» **To do**
Among the lines below, copy exactly those from the one with "from this file." through the one with "the oldest one.", counting both ends.

» **Dataset extract**
= Beginning of Section =

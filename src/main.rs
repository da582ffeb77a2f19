//! # petprice CLI
//!
//! The `petprice` binary drives the collector: schema setup, batch runs,
//! the duplicate sweep, and inspection commands.
//!
//! ## Usage
//!
//! ```bash
//! petprice --config ./config/petprice.toml <command>
//! ```
//!
//! ## Commands
//!
//! | Command | Description |
//! |---------|-------------|
//! | `petprice init` | Create the SQLite database and run schema migrations |
//! | `petprice resolve <name>...` | Show attributes and group key for listing names |
//! | `petprice run --jobs <file>` | Fetch every job from every store and merge the results |
//! | `petprice dedup` | Fold products sharing a normalized name |
//! | `petprice report` | Advisory report on how stored names group |
//! | `petprice stats` | Product, price, and per-store counts |
//!
//! Logs go to stderr and are filtered with `RUST_LOG` (default
//! `petprice=info`); summaries go to stdout.

use anyhow::{bail, Result};
use clap::{Parser, Subcommand};
use std::path::PathBuf;
use tracing_subscriber::{layer::SubscriberExt, util::SubscriberInitExt};

use petprice::attributes::{extract, weight_label};
use petprice::config;
use petprice::grouping::classify;
use petprice::ingest::{self, BatchOptions};
use petprice::progress::ProgressMode;
use petprice::{advisory, merge, migrate, stats};

/// petprice: concurrent multi-store pet product price collector.
///
/// All commands except `resolve` read a TOML configuration file given by
/// `--config`. See `config/petprice.example.toml` for a full example.
#[derive(Parser)]
#[command(
    name = "petprice",
    about = "Concurrent multi-store pet product price collector",
    version,
    long_about = "petprice broadcasts search jobs to one worker per store, resolves the \
    returned listings into canonical product groups with a versioned rule table, and \
    merges them into a SQLite catalog holding one price per product and store."
)]
struct Cli {
    /// Path to configuration file (TOML).
    ///
    /// Defaults to `./config/petprice.toml`. Database, fetch, merge, and
    /// store settings are read from this file.
    #[arg(long, global = true, default_value = "./config/petprice.toml")]
    config: PathBuf,

    #[command(subcommand)]
    command: Commands,
}

/// Top-level CLI commands.
#[derive(Subcommand)]
enum Commands {
    /// Initialize the database schema.
    ///
    /// Creates the SQLite database file and the products/prices tables.
    /// Running it again is safe.
    Init,

    /// Resolve listing names into attributes and group keys.
    ///
    /// Pure and offline: no configuration or database is needed.
    Resolve {
        /// One or more listing names.
        #[arg(required = true)]
        names: Vec<String>,
    },

    /// Run a batch: fetch every job from every store and merge the results.
    Run {
        /// Jobs file (TOML, `[[jobs]]` entries with `code` and `name`).
        #[arg(long)]
        jobs: PathBuf,

        /// Maximum number of jobs to process.
        #[arg(long)]
        limit: Option<usize>,

        /// Fetch and resolve without writing to the database.
        #[arg(long)]
        dry_run: bool,

        /// Print the run summary as JSON.
        #[arg(long)]
        json: bool,

        /// Progress output on stderr: `off`, `human`, or `json`.
        /// Defaults to `human` when stderr is a terminal.
        #[arg(long, value_parser = parse_progress)]
        progress: Option<ProgressMode>,
    },

    /// Fold products sharing a normalized name into the oldest one.
    ///
    /// Prices are moved to the kept product before duplicates are deleted.
    Dedup {
        /// Show the duplicate groups without changing anything.
        #[arg(long)]
        dry_run: bool,

        /// Print the sweep report as JSON.
        #[arg(long)]
        json: bool,
    },

    /// Advisory report on how stored product names group.
    ///
    /// Flags group keys that look like one product split in two. It never
    /// merges anything.
    Report {
        /// Number of examples to list per section.
        #[arg(long, default_value_t = 10)]
        limit: usize,
    },

    /// Show catalog statistics.
    Stats,
}

fn parse_progress(s: &str) -> Result<ProgressMode, String> {
    match s {
        "off" => Ok(ProgressMode::Off),
        "human" => Ok(ProgressMode::Human),
        "json" => Ok(ProgressMode::Json),
        other => Err(format!(
            "unknown progress mode '{}': expected off, human, or json",
            other
        )),
    }
}

fn print_resolved(name: &str) {
    let classification = classify(name);
    let attrs = extract(name);

    println!("{}", name);
    println!("  key: {}", classification.key);
    if let Some(brand) = classification.brand {
        println!("  brand: {}", brand);
    }
    if let Some(species) = attrs.species {
        println!("  species: {}", species.label());
    }
    if let Some(stage) = attrs.life_stage {
        println!("  life stage: {}", stage.label());
    }
    if let Some(size) = attrs.body_size {
        println!("  size: {}", size.label());
    }
    if let Some(flavor) = &attrs.flavor {
        println!("  flavor: {}", flavor);
    }
    if let Some(line) = &attrs.brand_line {
        println!("  line: {}", line);
    }
    if let Some(pack) = attrs.pack_quantity {
        println!("  pack: {}", pack.label());
    }
    if let Some(weight) = weight_label(name) {
        println!("  variant: {}", weight);
    }
}

#[tokio::main]
async fn main() -> Result<()> {
    tracing_subscriber::registry()
        .with(
            tracing_subscriber::EnvFilter::try_from_default_env()
                .unwrap_or_else(|_| "petprice=info".into()),
        )
        .with(tracing_subscriber::fmt::layer().with_writer(std::io::stderr))
        .init();

    let cli = Cli::parse();

    match cli.command {
        Commands::Resolve { names } => {
            for (i, name) in names.iter().enumerate() {
                if i > 0 {
                    println!();
                }
                print_resolved(name);
            }
        }
        Commands::Init => {
            let cfg = config::load_config(&cli.config)?;
            migrate::run_migrations(&cfg).await?;
            println!("Database initialized successfully.");
        }
        Commands::Run {
            jobs,
            limit,
            dry_run,
            json,
            progress,
        } => {
            if limit == Some(0) {
                bail!("--limit must be at least 1");
            }
            let cfg = config::load_config(&cli.config)?;
            let mode = progress.unwrap_or_else(ProgressMode::default_for_tty);
            ingest::run_cmd(&cfg, &jobs, BatchOptions { dry_run, limit }, json, mode).await?;
        }
        Commands::Dedup { dry_run, json } => {
            let cfg = config::load_config(&cli.config)?;
            merge::run_dedup(&cfg, dry_run, json).await?;
        }
        Commands::Report { limit } => {
            let cfg = config::load_config(&cli.config)?;
            advisory::run_report(&cfg, limit).await?;
        }
        Commands::Stats => {
            let cfg = config::load_config(&cli.config)?;
            stats::run_stats(&cfg).await?;
        }
    }

    Ok(())
}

= End of Section =

» **Reply to the exercise**
    /// store settings are read from this file.
    #[arg(long, global = true, default_value = "./config/petprice.toml")]
    config: PathBuf,

    #[command(subcommand)]
    command: Commands,
}

/// Top-level CLI commands.
#[derive(Subcommand)]
enum Commands {
    /// Initialize the database schema.
    ///
    /// Creates the SQLite database file and the products/prices tables.
    /// Running it again is safe.
    Init,

    /// Resolve listing names into attributes and group keys.
    ///
    /// Pure and offline: no configuration or database is needed.
    Resolve {
        /// One or more listing names.
        #[arg(required = true)]
        names: Vec<String>,
    },

    /// Run a batch: fetch every job from every store and merge the results.
    Run {
        /// Jobs file (TOML, `[[jobs]]` entries with `code` and `name`).
        #[arg(long)]
        jobs: PathBuf,

        /// Maximum number of jobs to process.
        #[arg(long)]
        limit: Option<usize>,

        /// Fetch and resolve without writing to the database.
        #[arg(long)]
        dry_run: bool,

        /// Print the run summary as JSON.
        #[arg(long)]
        json: bool,

        /// Progress output on stderr: `off`, `human`, or `json`.
        /// Defaults to `human` when stderr is a terminal.
        #[arg(long, value_parser = parse_progress)]
        progress: Option<ProgressMode>,
    },

    /// Fold products sharing a normalized name into the oldest one.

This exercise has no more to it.